彩音が笑顔で笑ったのをみて、余計に汗をかいてきた。
「私がアジアで1番になったら、このゲームが大好きなお兄ちゃんは昔みたいに遊んでくれるって、配信会社の人に教えてもらったから頑張れたんだよ!!」
「そ、そうか…… なんか、うん…… これからは一緒に遊ぼう……」
「頑張ってよかった、ありがとう お兄ちゃん!!」
いや、そんなことないし、多分配信頻度を上げることでたくさん広告を出そうと嘘を彩音に言ったんだと瞬時に思った。

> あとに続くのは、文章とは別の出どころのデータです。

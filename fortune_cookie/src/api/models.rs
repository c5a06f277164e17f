//! Backend request/response bodies.

use serde::{Deserialize, Serialize};

use crate::profile::Profile;

fn yes() -> bool {
    true
}

/// `POST /api/auth/check-login-status` body
#[derive(Debug, Clone, Serialize)]
#[serde(rename_all = "camelCase")]
pub struct LoginStatusRequest<'a> {
    pub user_id: &'a str,
    pub email: Option<&'a str>,
}

/// `{user: ...}` envelope used by the profile and check-access endpoints
#[derive(Debug, Clone, Serialize, Deserialize)]
pub struct UserEnvelope {
    pub user: Profile,
}

/// `PUT /api/auth/profile` body
#[derive(Debug, Clone, Default, PartialEq, Eq, Serialize)]
pub struct ProfileUpdate {
    #[serde(skip_serializing_if = "Option::is_none")]
    pub school: Option<String>,
}

/// `POST /api/auth/delete-account` body
#[derive(Debug, Clone, Serialize)]
#[serde(rename_all = "camelCase")]
pub struct DeleteAccountRequest<'a> {
    #[serde(skip_serializing_if = "Option::is_none")]
    pub user_id: Option<&'a str>,
}

/// `GET /api/access-control/check-full-access` response
///
/// Missing flags read as `true`: only an explicit `false` denies.
#[derive(Debug, Clone, PartialEq, Eq, Serialize, Deserialize)]
#[serde(rename_all = "camelCase")]
pub struct AccessDecision {
    #[serde(default = "yes")]
    pub can_access: bool,
    #[serde(default = "yes")]
    pub can_use: bool,
    #[serde(default)]
    pub reason: Option<String>,
    #[serde(default)]
    pub next_available_at: Option<String>,
}

/// `POST /api/usage/session` body
#[derive(Debug, Clone, Serialize)]
#[serde(rename_all = "camelCase")]
pub struct UsageReport<'a> {
    pub user_id: &'a str,
    pub seconds: u64,
}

まあ生活に支障を与えることなく、1位になれそうな彩音の才能に目をつけたんだろうとも取れるから、まあツッコミを入れないでおいた。
「あの…… お兄ちゃん……」
「ん、どうしたの??」
彩音はメモ帳のようなものを開いた
「……しよ??」
「ん??」
俺がそう言うと、彩音は僕の体を倒してベッドに倒した。
(ちょちょちょ、まてまてまて……)
僕は完全にXXXする流れだと思って、頭が真っ白になった。
中学生とするのはまずいし、義理の妹だし余計に人生終わるVS世界で一番好きな配信者の推しとXXXできるが脳内で戦争していた。
「あの…… 彩音さん、そう言うのは……」
俺が体を起こして、彩音の方を見ると彩音はメモ帳を読んでいた。
「お兄ちゃん、この後ってどうするの??」
「え??」
俺は何言ってるのかわからなかった、彩音はメモ帳を見せてきた。
「これ、うーちゃんがお兄ちゃんと仲良くなる完全攻略って教えてもらったんだけど……」
彩音のメモ帳には、最初の甘えさせる動きからさっきのまでの行動が事細かく書かれていた。
「……これって、緋奈ちゃんに教えてもらったの??」
俺がそう言うと、彩音は笑顔で頷いた。
俺は彩音の方をポンと触った。
「これだけは言っとく、怪しい人には騙されないでね……」
「ん??わかった!!」
俺はそのまま彩音を部屋の外に連れていって、メモ帳の緋奈ちゃんが書いたところをちぎってから、部屋の鍵をかけた。
「ちょっと、お兄ちゃん急にどうしたの〜 開けて〜」
「早いけどなんか眠くなってさ、明日また話そう」
「わかった おやすみ〜」
彩音を外に出しのち、僕はPCを起動した。
「あのガキこら…… 大人を舐めやがって…… まあでも、彩音が1位を目指してた理由が知れてよかった……」
「……そこまでして俺に会いたかった…… いやいや、考えすぎだ……都合のいい解釈だよな〜多分」
俺は独り言を言って、SNSで『あちゃん』が1位となった投稿におめでとうのメッセージを送った。